Denmark’s Knud E. Hansen has launched a new expedition cruise ship design, Phoenix World Village, incorporating the latest disease prevention and control, heating, ventilation and air conditioning (HVAC) systems, and airborne and surface disinfection systems. The 150.8m-long vessel is a smaller version of the 5,200-passenger Phoenix World City which, it is claimed, set new standards for cruise ship design even though such a vessel was never actually built.
The Phoenix World Village, with capacity for up to 400 passengers and a crew of 147 persons, is likely to appeal to cruise customers who wish to visit destinations that are inaccessible to other ships whilst minimising their carbon footprint and safeguarding against pollution in remote regions, the Danish designer said.
In close collaboration with Vikand, a cruise industry healthcare and medical operations specialist, the ship’s facilities include protocols for the prevention and management of illnesses and medical emergencies. It will incorporate Vikand’s Hygensea system for disinfecting air and surfaces throughout the vessel through modifications to HVAC systems.
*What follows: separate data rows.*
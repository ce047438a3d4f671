//! Neighbor search for discontinuous Galerkin interface terms.
//!
//! For an edge of a traversal region, [`NeighborSearch`] lists the elements of one mesh on
//! the other side, each paired with the part of the region edge it covers. Since the meshes
//! of a multi-mesh problem may be refined differently, the segmentations of all meshes are
//! aligned through a [`MultimeshTree`] before integration, so that the `k`-th segment means
//! the same part of the edge for every mesh.

use crate::error::topology_error;
use crate::mesh::{Ctm, EdgeSegment, ElementId, Mesh};
use crate::space::{AsmEntry, AsmList};
use log::warn;

mod tree;

pub use tree::MultimeshTree;

/// How the neighbor of a segment is reached.
#[derive(Debug, Clone, PartialEq, Eq)]
pub enum NeighborKind {
    /// The region edge lies inside the central element, which is its own neighbor.
    SameElement,
    /// Across the central element's edge, onto local edge `edge` of the neighbor, covering
    /// `segment` of it (in the neighbor's edge direction).
    Across {
        edge: usize,
        segment: EdgeSegment,
        reversed: bool,
    },
}

#[derive(Debug, Clone, PartialEq, Eq)]
pub struct NeighborSegment {
    /// Part of the region edge, in the direction of the region edge.
    pub segment: EdgeSegment,
    pub neighbor: ElementId,
    pub kind: NeighborKind,
}

impl NeighborSegment {
    /// The neighbor's edge parameter at the local parameter `g` of the segment.
    pub fn neighbor_parameter(&self, g: f64) -> Option<(usize, f64)> {
        match &self.kind {
            NeighborKind::SameElement => None,
            NeighborKind::Across {
                edge,
                segment,
                reversed,
            } => {
                let g = if *reversed { -g } else { g };
                Some((*edge, segment.map(g)))
            }
        }
    }

    /// Restricts the segment to `rest` relative to itself.
    fn restricted(&self, rest: &EdgeSegment) -> Self {
        let kind = match &self.kind {
            NeighborKind::SameElement => NeighborKind::SameElement,
            NeighborKind::Across {
                edge,
                segment,
                reversed,
            } => {
                let rest = if *reversed { rest.flipped() } else { rest.clone() };
                NeighborKind::Across {
                    edge: *edge,
                    segment: segment.extended(rest.halves()),
                    reversed: *reversed,
                }
            }
        };
        Self {
            segment: self.segment.extended(rest.halves()),
            neighbor: self.neighbor,
            kind,
        }
    }
}

/// The neighbors of one mesh across one edge of a traversal region.
#[derive(Debug, Clone)]
pub struct NeighborSearch {
    central: ElementId,
    region_edge: usize,
    segments: Vec<NeighborSegment>,
}

impl NeighborSearch {
    /// Searches across edge `edge` of the region given by `ctm` within the active `element`.
    ///
    /// With `ignore_errors`, a failed search is logged and yields no neighbors instead of an
    /// error.
    pub fn for_region_edge(
        mesh: &Mesh,
        element: ElementId,
        ctm: &Ctm,
        edge: usize,
        ignore_errors: bool,
    ) -> eyre::Result<Self> {
        let shape = mesh.element(element).shape();
        let mut search = Self {
            central: element,
            region_edge: edge,
            segments: Vec::new(),
        };

        let (element_edge, a, b) = match ctm.edge_on_element(shape, edge) {
            Some(location) => location,
            None => {
                search.segments.push(NeighborSegment {
                    segment: EdgeSegment::whole(),
                    neighbor: element,
                    kind: NeighborKind::SameElement,
                });
                return Ok(search);
            }
        };

        let result = EdgeSegment::from_interval(a, b)
            .ok_or_else(|| {
                topology_error(format!(
                    "region edge {} of element {} does not cover a dyadic part of its edge",
                    edge, element
                ))
            })
            .and_then(|region| Ok((region, mesh.edge_neighbors(element, element_edge)?)));
        let (region, neighbors) = match result {
            Ok(found) => found,
            Err(err) if ignore_errors => {
                warn!("ignoring failed neighbor search across edge {} of element {}: {}", edge, element, err);
                return Ok(search);
            }
            Err(err) => return Err(err),
        };

        for n in neighbors {
            let kind = |segment| NeighborKind::Across {
                edge: n.local_edge,
                segment,
                reversed: n.reversed,
            };
            if let Some(rest) = n.central_segment.strip_prefix(&region) {
                // The neighbor covers part of the region edge
                search.segments.push(NeighborSegment {
                    segment: rest,
                    neighbor: n.element,
                    kind: kind(n.neighbor_segment.clone()),
                });
            } else if let Some(rest) = region.strip_prefix(&n.central_segment) {
                // The region edge is part of what the neighbor covers
                let rest = if n.reversed { rest.flipped() } else { rest };
                search.segments.push(NeighborSegment {
                    segment: EdgeSegment::whole(),
                    neighbor: n.element,
                    kind: kind(n.neighbor_segment.extended(rest.halves())),
                });
            }
        }
        search
            .segments
            .sort_by(|s1, s2| s1.segment.interval().0.total_cmp(&s2.segment.interval().0));
        Ok(search)
    }

    pub fn central(&self) -> ElementId {
        self.central
    }

    pub fn region_edge(&self) -> usize {
        self.region_edge
    }

    pub fn segments(&self) -> &[NeighborSegment] {
        &self.segments
    }

    pub fn num_neighbors(&self) -> usize {
        self.segments.len()
    }

    /// Inserts this search's segmentation into `tree`.
    pub fn insert_into(&self, tree: &mut MultimeshTree) {
        for segment in &self.segments {
            tree.insert(&segment.segment);
        }
    }

    /// Refines the segments to the leaves of `tree`.
    pub fn aligned(&self, tree: &MultimeshTree) -> eyre::Result<Vec<NeighborSegment>> {
        let mut aligned = Vec::new();
        for segment in &self.segments {
            for leaf in tree.leaves_under(&segment.segment)? {
                let rest = leaf.strip_prefix(&segment.segment).ok_or_else(|| {
                    topology_error(format!(
                        "multimesh tree leaf {:?} lies outside segment {:?}",
                        leaf.halves(),
                        segment.segment.halves()
                    ))
                })?;
                aligned.push(segment.restricted(&rest));
            }
        }
        Ok(aligned)
    }
}

/// Which side of an interface a shape function lives on.
#[derive(Debug, Copy, Clone, PartialEq, Eq)]
pub enum Side {
    Central,
    Neighbor,
    /// The function lives on both sides, as when the neighbor is the central element itself.
    Both,
}

#[derive(Debug, Clone, PartialEq)]
pub struct ExtendedAsmEntry {
    pub entry: AsmEntry,
    pub side: Side,
}

/// Central and neighbor shape functions of one field on one interface segment.
#[derive(Debug, Clone, Default, PartialEq)]
pub struct ExtendedAsmList {
    entries: Vec<ExtendedAsmEntry>,
}

impl ExtendedAsmList {
    pub fn new() -> Self {
        Self::default()
    }

    /// Rebuilds the list from the central list and the neighbor list. Without a neighbor list
    /// the central functions live on both sides.
    pub fn fill(&mut self, central: &AsmList, neighbor: Option<&AsmList>) {
        self.entries.clear();
        let central_side = if neighbor.is_some() { Side::Central } else { Side::Both };
        self.entries
            .extend(central.entries().iter().map(|&entry| ExtendedAsmEntry {
                entry,
                side: central_side,
            }));
        if let Some(neighbor) = neighbor {
            self.entries
                .extend(neighbor.entries().iter().map(|&entry| ExtendedAsmEntry {
                    entry,
                    side: Side::Neighbor,
                }));
        }
    }

    pub fn entries(&self) -> &[ExtendedAsmEntry] {
        &self.entries
    }

    pub fn len(&self) -> usize {
        self.entries.len()
    }

    pub fn is_empty(&self) -> bool {
        self.entries.is_empty()
    }
}
//! Quadrature sums of common integrands.
//!
//! The weights passed in are the integration weights multiplied by the Jacobian, so every
//! helper is a plain weighted sum over the integration points. In order mode the weights are
//! a single dummy entry and the sums reduce to order arithmetic.

use super::{FormScalar, Func, Geom};
use itertools::izip;

pub fn int_v<T: FormScalar>(wt: &[f64], v: &Func<T>) -> T {
    izip!(wt, &v.val)
        .map(|(&w, &v)| T::from_f64(w) * v)
        .sum()
}

pub fn int_u_v<T: FormScalar>(wt: &[f64], u: &Func<T>, v: &Func<T>) -> T {
    izip!(wt, &u.val, &v.val)
        .map(|(&w, &u, &v)| T::from_f64(w) * u * v)
        .sum()
}

pub fn int_grad_u_grad_v<T: FormScalar>(wt: &[f64], u: &Func<T>, v: &Func<T>) -> T {
    izip!(wt, &u.dx, &u.dy, &v.dx, &v.dy)
        .map(|(&w, &ux, &uy, &vx, &vy)| T::from_f64(w) * (ux * vx + uy * vy))
        .sum()
}

pub fn int_dudx_dvdx<T: FormScalar>(wt: &[f64], u: &Func<T>, v: &Func<T>) -> T {
    izip!(wt, &u.dx, &v.dx)
        .map(|(&w, &u, &v)| T::from_f64(w) * u * v)
        .sum()
}

pub fn int_dudy_dvdy<T: FormScalar>(wt: &[f64], u: &Func<T>, v: &Func<T>) -> T {
    izip!(wt, &u.dy, &v.dy)
        .map(|(&w, &u, &v)| T::from_f64(w) * u * v)
        .sum()
}

pub fn int_dudx_dvdy<T: FormScalar>(wt: &[f64], u: &Func<T>, v: &Func<T>) -> T {
    izip!(wt, &u.dx, &v.dy)
        .map(|(&w, &u, &v)| T::from_f64(w) * u * v)
        .sum()
}

pub fn int_dudy_dvdx<T: FormScalar>(wt: &[f64], u: &Func<T>, v: &Func<T>) -> T {
    izip!(wt, &u.dy, &v.dx)
        .map(|(&w, &u, &v)| T::from_f64(w) * u * v)
        .sum()
}

pub fn int_u_dvdx<T: FormScalar>(wt: &[f64], u: &Func<T>, v: &Func<T>) -> T {
    izip!(wt, &u.val, &v.dx)
        .map(|(&w, &u, &v)| T::from_f64(w) * u * v)
        .sum()
}

pub fn int_u_dvdy<T: FormScalar>(wt: &[f64], u: &Func<T>, v: &Func<T>) -> T {
    izip!(wt, &u.val, &v.dy)
        .map(|(&w, &u, &v)| T::from_f64(w) * u * v)
        .sum()
}

/// Integral of `f(x, y) v`.
pub fn int_f_v<T: FormScalar>(wt: &[f64], f: impl Fn(T, T) -> T, v: &Func<T>, geom: &Geom<T>) -> T {
    izip!(wt, &v.val, &geom.x, &geom.y)
        .map(|(&w, &v, &x, &y)| T::from_f64(w) * f(x, y) * v)
        .sum()
}

/// Integral of `u v` times the outward normal component in x direction.
pub fn int_u_v_nx<T: FormScalar>(wt: &[f64], u: &Func<T>, v: &Func<T>, geom: &Geom<T>) -> T {
    izip!(wt, &u.val, &v.val, &geom.nx)
        .map(|(&w, &u, &v, &nx)| T::from_f64(w) * u * v * nx)
        .sum()
}
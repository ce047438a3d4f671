//! Classified assembly failures.
//!
//! Fallible operations return [`eyre::Result`]. Failures that callers may want to branch on are
//! raised as an [`AssemblyError`] wrapped in the report, so they can be recovered with
//! [`eyre::Report::downcast_ref`]. Errors raised by user form callbacks pass through unchanged.

use std::fmt;
use std::fmt::{Display, Formatter};

#[derive(Debug, Clone, PartialEq, Eq)]
#[non_exhaustive]
pub enum AssemblyError {
    /// Inconsistent inputs detected before any work is done, e.g. a space count that does not
    /// match the number of equations, or a block-weight table of the wrong size.
    Configuration(String),
    /// Mesh or space topology that the traversal or neighbor search cannot handle.
    Topology(String),
    /// A form or mesh function could not be evaluated, e.g. a quadrature order outside the
    /// available range or an external function that is not defined on the current mesh.
    Evaluation(String),
}

impl Display for AssemblyError {
    fn fmt(&self, f: &mut Formatter<'_>) -> fmt::Result {
        match self {
            Self::Configuration(msg) => write!(f, "configuration error: {}", msg),
            Self::Topology(msg) => write!(f, "topology error: {}", msg),
            Self::Evaluation(msg) => write!(f, "evaluation error: {}", msg),
        }
    }
}

impl std::error::Error for AssemblyError {}

pub(crate) fn configuration_error(msg: impl Into<String>) -> eyre::Report {
    eyre::Report::new(AssemblyError::Configuration(msg.into()))
}

pub(crate) fn topology_error(msg: impl Into<String>) -> eyre::Report {
    eyre::Report::new(AssemblyError::Topology(msg.into()))
}

pub(crate) fn evaluation_error(msg: impl Into<String>) -> eyre::Report {
    eyre::Report::new(AssemblyError::Evaluation(msg.into()))
}

/// Returns the classification of `report`, if it carries one.
pub fn classify(report: &eyre::Report) -> Option<&AssemblyError> {
    report.downcast_ref::<AssemblyError>()
}
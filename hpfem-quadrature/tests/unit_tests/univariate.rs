use hpfem_quadrature::integrate;
use hpfem_quadrature::univariate::gauss;
use matrixcompare::assert_scalar_eq;

#[test]
fn gauss_rules_integrate_monomials_exactly() {
    for n in 1..=20 {
        let rule = gauss(n);
        assert_eq!(rule.0.len(), n);
        assert!(rule.0.iter().all(|&w| w > 0.0));

        for alpha in 0..=(2 * n - 1) as i32 {
            let exact = (1.0 - (-1.0f64).powi(alpha + 1)) / (alpha as f64 + 1.0);
            let estimated = integrate(&rule, |&[x]| x.powi(alpha));
            assert_scalar_eq!(estimated, exact, comp = abs, tol = 1e-13);
        }
    }
}

#[test]
fn gauss_points_are_sorted_and_symmetric() {
    for n in 1..=15 {
        let (weights, points) = gauss(n);
        for i in 1..n {
            assert!(points[i - 1][0] < points[i][0]);
        }
        for i in 0..n {
            assert_scalar_eq!(points[i][0], -points[n - 1 - i][0], comp = abs, tol = 1e-15);
            assert_scalar_eq!(weights[i], weights[n - 1 - i], comp = abs, tol = 1e-14);
        }
    }
}

#[test]
#[should_panic]
fn gauss_panics_for_zero_points() {
    gauss(0);
}
/// Values and physical derivatives of the shape functions of `entries` at reference points.
pub(crate) fn shape_functions(
    shapeset: &dyn Shapeset,
    refmap: &RefMap,
    entries: &[AsmEntry],
    points: &[[f64; 2]],
) -> eyre::Result<Vec<Func<f64>>> {
    let inverse_transposes = points
        .iter()
        .map(|&p| {
            refmap
                .inverse_jacobian(&Point2::from(p))
                .map(|(inverse, _)| inverse.transpose())
        })
        .collect::<eyre::Result<Vec<_>>>()?;
    let functions = entries
        .iter()
        .map(|entry| {
            let mut func = Func::zeros(points.len());
            for (q, (&p, inverse_transpose)) in points.iter().zip(&inverse_transposes).enumerate() {
                let [value, dxi, deta] = shapeset.eval(refmap.shape(), entry.shape, p);
                let gradient = inverse_transpose * Vector2::new(dxi, deta);
                func.val[q] = value;
                func.dx[q] = gradient.x;
                func.dy[q] = gradient.y;
            }
            func
        })
        .collect();
    Ok(functions)
}

/// Indices, global DOFs and coefficients of the entries that are assembled.
fn active_entries(entries: &[AsmEntry]) -> Vec<(usize, usize, f64)> {
    entries
        .iter()
        .enumerate()
        .filter_map(|(k, entry)| match entry.dof {
            Some(dof) if entry.coef.abs() >= ZERO_TOLERANCE => Some((k, dof, entry.coef)),
            _ => None,
        })
        .collect()
}

/// Test and basis functions of a matrix form, with their assembly list entries.
pub(crate) struct LocalFunctions<'b, F> {
    pub entries: &'b [AsmEntry],
    pub functions: &'b [F],
}

/// Evaluates a matrix form on all pairs of active test and basis functions into `local`.
///
/// With `upper_only`, test and basis functions must coincide; only the upper triangle is
/// evaluated and the lower one is mirrored from it.
pub(crate) fn fill_matrix_block<F>(
    test: LocalFunctions<F>,
    basis: LocalFunctions<F>,
    upper_only: bool,
    factor: f64,
    local: &mut DMatrix<f64>,
    rows: &mut Vec<usize>,
    cols: &mut Vec<usize>,
    mut value: impl FnMut(&F, &F) -> eyre::Result<f64>,
) -> eyre::Result<()> {
    let test_active = active_entries(test.entries);
    let basis_active = active_entries(basis.entries);
    rows.clear();
    rows.extend(test_active.iter().map(|&(_, dof, _)| dof));
    cols.clear();
    cols.extend(basis_active.iter().map(|&(_, dof, _)| dof));
    local.resize_mut(rows.len(), cols.len(), 0.0);
    local.fill(0.0);

    for (a, &(t, _, test_coef)) in test_active.iter().enumerate() {
        for (b, &(s, _, basis_coef)) in basis_active.iter().enumerate() {
            if upper_only && b < a {
                continue;
            }
            let v = value(&basis.functions[s], &test.functions[t])?;
            local[(a, b)] = factor * v * test_coef * basis_coef;
        }
    }
    if upper_only {
        for a in 0..local.nrows() {
            for b in 0..a.min(local.ncols()) {
                local[(a, b)] = local[(b, a)];
            }
        }
    }
    Ok(())
}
The new design has a diesel-electric propulsion system incorporating a low-sulphur diesel engine and large battery pack. It will have four medium-speed diesel generators, two azimuth pod units and two bow thrusters. Good seakeeping characteristics will be supported by a pair of retractable fin stabilisers.
The Phoenix World Village will have two separate accommodation blocks, forward and aft, overlooking an open deck with public spaces, restaurants, outside seating, a swimming pool and jogging area. Other public spaces include inside restaurants, bars, lounges, a café, library, games room, spa, fitness centre and sun deck.
The design company, based in Elsinore on the Øresund Strait, employs more than 90 naval architects and marine engineers in locations including Australia, Canada, the Faroe Islands, Greece, Spain, the UK, and the United States. The company prides itself on working closely with clients to adapt ships designs to meet specific bespoke requirements.